■ INFORMATION SHOWN ■

◇ ◇ ◇ ◇

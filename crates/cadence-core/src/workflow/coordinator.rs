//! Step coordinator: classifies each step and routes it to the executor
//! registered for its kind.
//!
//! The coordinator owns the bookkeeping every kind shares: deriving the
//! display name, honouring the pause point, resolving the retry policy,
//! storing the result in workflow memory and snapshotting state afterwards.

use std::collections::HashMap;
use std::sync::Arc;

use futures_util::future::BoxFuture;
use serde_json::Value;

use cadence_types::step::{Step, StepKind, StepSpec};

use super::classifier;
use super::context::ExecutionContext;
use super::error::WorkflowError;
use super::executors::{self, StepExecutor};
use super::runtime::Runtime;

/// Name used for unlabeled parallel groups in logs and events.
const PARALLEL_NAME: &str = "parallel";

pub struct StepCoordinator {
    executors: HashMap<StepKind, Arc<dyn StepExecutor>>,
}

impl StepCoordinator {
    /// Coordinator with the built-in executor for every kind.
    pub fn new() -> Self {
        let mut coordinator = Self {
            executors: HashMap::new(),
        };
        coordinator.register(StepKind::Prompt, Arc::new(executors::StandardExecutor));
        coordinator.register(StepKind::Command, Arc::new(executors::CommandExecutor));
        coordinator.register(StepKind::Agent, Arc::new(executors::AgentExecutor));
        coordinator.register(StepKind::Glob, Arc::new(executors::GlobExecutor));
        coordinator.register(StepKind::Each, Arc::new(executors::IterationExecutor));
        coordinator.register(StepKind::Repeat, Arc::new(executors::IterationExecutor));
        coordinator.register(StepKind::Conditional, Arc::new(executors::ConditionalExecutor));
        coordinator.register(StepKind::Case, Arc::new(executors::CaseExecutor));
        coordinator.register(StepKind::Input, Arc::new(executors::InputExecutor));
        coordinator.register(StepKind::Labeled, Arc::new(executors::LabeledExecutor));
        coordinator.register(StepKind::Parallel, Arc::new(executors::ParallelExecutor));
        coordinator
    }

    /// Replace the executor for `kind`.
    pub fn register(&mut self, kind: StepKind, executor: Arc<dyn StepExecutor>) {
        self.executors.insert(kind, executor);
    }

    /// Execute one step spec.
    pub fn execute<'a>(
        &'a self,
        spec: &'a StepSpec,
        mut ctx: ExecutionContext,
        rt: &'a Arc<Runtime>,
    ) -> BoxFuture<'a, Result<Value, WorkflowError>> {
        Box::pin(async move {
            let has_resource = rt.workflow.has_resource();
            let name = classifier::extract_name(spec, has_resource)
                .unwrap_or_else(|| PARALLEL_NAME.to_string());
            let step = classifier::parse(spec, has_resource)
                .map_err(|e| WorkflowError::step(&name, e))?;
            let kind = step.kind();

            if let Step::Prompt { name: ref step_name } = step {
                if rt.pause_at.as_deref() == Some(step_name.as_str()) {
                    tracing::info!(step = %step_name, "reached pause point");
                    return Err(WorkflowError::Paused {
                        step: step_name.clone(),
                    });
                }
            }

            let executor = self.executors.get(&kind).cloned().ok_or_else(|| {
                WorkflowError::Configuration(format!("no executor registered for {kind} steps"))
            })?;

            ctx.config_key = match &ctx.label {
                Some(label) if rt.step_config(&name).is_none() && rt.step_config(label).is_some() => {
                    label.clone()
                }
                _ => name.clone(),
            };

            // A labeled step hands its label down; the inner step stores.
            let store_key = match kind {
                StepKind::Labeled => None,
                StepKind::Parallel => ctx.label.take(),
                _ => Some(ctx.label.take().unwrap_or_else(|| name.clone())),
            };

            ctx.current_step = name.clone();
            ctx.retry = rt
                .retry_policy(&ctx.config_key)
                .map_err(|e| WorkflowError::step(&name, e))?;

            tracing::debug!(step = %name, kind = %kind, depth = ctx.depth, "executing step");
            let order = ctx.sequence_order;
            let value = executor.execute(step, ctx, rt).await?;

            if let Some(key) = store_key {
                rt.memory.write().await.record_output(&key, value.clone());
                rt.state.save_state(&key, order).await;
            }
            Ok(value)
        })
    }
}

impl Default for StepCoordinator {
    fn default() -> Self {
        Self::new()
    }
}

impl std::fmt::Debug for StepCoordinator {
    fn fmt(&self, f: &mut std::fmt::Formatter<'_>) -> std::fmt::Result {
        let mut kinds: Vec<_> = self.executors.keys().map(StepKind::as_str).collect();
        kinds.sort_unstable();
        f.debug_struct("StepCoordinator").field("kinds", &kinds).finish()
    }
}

◇ ◇ ◇ ◇

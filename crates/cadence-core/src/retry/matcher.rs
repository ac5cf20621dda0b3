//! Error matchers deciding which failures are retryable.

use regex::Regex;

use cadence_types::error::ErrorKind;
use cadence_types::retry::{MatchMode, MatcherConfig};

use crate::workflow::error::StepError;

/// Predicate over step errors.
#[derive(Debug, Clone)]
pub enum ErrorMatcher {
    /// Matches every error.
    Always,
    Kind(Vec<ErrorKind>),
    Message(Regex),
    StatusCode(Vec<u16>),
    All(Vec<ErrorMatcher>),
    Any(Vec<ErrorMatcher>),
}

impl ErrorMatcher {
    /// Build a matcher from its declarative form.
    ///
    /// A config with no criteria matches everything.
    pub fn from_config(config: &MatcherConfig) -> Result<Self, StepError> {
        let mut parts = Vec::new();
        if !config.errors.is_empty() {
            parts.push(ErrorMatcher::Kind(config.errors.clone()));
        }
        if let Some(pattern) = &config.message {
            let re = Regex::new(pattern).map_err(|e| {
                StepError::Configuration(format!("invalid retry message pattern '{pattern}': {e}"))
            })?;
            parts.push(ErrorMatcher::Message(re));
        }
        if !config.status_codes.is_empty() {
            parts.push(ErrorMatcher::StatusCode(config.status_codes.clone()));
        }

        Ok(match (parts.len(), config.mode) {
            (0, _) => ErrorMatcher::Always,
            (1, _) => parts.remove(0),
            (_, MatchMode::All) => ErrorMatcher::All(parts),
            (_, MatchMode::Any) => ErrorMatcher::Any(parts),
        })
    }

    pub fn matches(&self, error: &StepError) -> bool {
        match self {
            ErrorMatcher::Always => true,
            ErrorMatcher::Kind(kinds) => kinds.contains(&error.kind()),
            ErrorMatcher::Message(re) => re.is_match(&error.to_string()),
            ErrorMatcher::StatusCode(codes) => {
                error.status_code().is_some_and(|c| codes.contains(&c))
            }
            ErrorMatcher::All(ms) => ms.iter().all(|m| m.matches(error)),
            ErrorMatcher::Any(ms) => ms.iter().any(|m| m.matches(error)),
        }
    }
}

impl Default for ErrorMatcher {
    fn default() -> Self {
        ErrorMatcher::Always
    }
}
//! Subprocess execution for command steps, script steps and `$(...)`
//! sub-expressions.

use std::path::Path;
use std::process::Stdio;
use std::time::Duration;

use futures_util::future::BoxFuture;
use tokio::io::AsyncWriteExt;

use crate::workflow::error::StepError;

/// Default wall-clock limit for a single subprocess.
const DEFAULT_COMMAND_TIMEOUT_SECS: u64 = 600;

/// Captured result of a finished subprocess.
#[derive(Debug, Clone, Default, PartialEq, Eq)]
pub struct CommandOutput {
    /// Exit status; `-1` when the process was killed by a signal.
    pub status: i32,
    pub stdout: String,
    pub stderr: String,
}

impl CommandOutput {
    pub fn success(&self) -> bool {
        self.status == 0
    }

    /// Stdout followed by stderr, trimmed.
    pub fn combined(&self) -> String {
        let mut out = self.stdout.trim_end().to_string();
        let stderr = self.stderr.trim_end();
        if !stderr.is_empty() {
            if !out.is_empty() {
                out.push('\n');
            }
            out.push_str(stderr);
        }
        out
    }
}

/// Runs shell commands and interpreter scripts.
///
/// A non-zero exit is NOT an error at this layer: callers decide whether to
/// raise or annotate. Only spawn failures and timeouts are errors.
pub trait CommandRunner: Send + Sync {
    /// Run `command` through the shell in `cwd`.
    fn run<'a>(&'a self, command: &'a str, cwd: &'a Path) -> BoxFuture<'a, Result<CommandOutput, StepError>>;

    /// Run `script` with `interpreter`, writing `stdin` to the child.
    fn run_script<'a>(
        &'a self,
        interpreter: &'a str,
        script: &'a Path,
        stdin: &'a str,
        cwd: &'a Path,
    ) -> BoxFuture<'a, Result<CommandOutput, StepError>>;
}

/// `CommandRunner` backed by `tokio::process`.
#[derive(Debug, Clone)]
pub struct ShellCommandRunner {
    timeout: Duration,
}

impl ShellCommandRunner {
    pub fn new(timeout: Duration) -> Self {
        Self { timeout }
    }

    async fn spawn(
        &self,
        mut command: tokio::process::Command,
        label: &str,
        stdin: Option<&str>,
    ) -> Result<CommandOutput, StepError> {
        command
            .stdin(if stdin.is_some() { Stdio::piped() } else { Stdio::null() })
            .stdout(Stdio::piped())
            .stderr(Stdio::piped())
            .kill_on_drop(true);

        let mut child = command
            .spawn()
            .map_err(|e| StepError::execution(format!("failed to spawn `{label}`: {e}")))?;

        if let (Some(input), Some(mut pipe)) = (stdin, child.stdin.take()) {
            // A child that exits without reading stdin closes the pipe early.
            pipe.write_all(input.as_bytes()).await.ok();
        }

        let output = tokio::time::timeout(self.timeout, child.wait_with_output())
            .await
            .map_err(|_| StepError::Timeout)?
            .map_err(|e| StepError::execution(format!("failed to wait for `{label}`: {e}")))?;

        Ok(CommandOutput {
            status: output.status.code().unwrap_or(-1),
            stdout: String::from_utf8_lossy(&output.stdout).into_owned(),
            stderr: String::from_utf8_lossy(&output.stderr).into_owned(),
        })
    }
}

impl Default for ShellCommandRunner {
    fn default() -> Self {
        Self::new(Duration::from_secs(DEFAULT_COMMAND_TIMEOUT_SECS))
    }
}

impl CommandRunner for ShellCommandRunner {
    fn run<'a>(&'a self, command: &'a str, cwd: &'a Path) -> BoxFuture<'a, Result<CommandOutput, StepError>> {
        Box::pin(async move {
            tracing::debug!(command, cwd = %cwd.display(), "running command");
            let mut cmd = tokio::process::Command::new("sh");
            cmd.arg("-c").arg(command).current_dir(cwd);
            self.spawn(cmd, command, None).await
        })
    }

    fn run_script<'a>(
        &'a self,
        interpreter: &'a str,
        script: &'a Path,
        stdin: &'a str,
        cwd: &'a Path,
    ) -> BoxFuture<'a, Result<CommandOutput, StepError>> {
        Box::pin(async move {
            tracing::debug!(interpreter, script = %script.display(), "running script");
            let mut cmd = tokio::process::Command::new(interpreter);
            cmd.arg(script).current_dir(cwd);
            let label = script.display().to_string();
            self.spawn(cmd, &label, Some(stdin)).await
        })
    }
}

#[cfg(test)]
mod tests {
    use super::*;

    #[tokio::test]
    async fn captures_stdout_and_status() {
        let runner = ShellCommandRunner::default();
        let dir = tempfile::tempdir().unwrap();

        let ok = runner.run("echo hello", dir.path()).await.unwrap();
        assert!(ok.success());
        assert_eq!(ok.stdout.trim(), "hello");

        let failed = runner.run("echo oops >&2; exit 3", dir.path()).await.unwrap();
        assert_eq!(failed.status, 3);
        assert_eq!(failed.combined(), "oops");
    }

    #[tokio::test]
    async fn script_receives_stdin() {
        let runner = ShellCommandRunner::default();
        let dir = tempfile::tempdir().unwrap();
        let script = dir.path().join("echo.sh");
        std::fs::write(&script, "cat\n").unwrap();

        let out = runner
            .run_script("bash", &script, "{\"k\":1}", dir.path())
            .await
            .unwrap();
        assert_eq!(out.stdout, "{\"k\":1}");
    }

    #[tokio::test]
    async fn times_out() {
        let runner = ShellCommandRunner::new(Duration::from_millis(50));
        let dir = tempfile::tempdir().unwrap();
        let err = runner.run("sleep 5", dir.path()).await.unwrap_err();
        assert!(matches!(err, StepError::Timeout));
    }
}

◇ ◇ ◇ ◇

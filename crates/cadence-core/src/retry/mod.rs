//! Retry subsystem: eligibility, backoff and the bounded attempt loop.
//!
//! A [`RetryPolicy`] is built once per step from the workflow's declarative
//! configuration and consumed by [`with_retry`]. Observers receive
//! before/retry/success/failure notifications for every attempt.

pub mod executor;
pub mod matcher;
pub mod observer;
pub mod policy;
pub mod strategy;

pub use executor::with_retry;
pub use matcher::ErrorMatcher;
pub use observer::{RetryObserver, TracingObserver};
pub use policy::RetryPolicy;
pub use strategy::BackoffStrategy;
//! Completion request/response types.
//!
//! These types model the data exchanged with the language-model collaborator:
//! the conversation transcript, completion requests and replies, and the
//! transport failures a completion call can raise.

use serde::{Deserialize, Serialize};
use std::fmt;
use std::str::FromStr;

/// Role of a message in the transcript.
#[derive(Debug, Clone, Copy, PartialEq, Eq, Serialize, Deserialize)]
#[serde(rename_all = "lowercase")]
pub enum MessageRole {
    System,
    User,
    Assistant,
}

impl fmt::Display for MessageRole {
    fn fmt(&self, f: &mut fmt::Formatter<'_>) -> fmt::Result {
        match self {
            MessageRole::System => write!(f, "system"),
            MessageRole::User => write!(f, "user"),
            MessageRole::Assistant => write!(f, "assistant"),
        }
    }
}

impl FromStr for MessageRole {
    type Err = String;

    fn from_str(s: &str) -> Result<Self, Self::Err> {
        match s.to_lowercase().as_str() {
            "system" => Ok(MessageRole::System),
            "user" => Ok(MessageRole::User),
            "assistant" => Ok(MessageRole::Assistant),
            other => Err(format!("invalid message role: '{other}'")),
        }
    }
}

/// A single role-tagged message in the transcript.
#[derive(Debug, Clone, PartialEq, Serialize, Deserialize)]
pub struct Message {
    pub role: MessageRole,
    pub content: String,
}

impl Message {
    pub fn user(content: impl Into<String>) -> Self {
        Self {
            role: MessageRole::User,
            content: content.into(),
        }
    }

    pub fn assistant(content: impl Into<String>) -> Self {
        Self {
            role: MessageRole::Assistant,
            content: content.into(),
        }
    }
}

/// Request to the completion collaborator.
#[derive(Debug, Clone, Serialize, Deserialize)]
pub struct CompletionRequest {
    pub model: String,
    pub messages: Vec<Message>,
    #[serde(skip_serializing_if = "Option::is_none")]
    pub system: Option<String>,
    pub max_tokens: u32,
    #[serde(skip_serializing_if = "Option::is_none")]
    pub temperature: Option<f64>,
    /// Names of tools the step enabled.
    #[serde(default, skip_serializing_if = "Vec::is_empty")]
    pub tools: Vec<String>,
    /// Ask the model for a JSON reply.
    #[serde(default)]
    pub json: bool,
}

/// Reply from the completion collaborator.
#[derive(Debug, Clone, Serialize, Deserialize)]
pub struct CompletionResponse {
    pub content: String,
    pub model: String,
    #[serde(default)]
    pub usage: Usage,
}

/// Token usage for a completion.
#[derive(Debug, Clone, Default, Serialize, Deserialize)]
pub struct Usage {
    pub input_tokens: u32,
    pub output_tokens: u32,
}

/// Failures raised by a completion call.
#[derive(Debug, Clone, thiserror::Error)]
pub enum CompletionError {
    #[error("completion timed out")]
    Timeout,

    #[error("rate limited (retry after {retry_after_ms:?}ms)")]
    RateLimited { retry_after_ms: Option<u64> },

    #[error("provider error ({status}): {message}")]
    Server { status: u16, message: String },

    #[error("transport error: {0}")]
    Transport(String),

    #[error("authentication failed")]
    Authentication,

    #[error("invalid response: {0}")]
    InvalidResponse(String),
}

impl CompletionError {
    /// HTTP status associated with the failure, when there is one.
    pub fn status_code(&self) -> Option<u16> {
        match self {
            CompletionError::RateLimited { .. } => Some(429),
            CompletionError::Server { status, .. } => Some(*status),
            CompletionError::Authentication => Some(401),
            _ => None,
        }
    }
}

◇ ◇ ◇ ◇

■ DIRECTIONS FOR THIS TASK ■
From the entries above, give again exactly the lines running from the line with "filename crates/cadence-core/src/retry/mod.rs" to the line with "for every attempt."; include both of those lines.

■ SOLUTION FOR THIS EXERCISE ■
filename crates/cadence-core/src/retry/mod.rs
//! Retry subsystem: eligibility, backoff and the bounded attempt loop.
//!
//! A [`RetryPolicy`] is built once per step from the workflow's declarative
//! configuration and consumed by [`with_retry`]. Observers receive
//! before/retry/success/failure notifications for every attempt.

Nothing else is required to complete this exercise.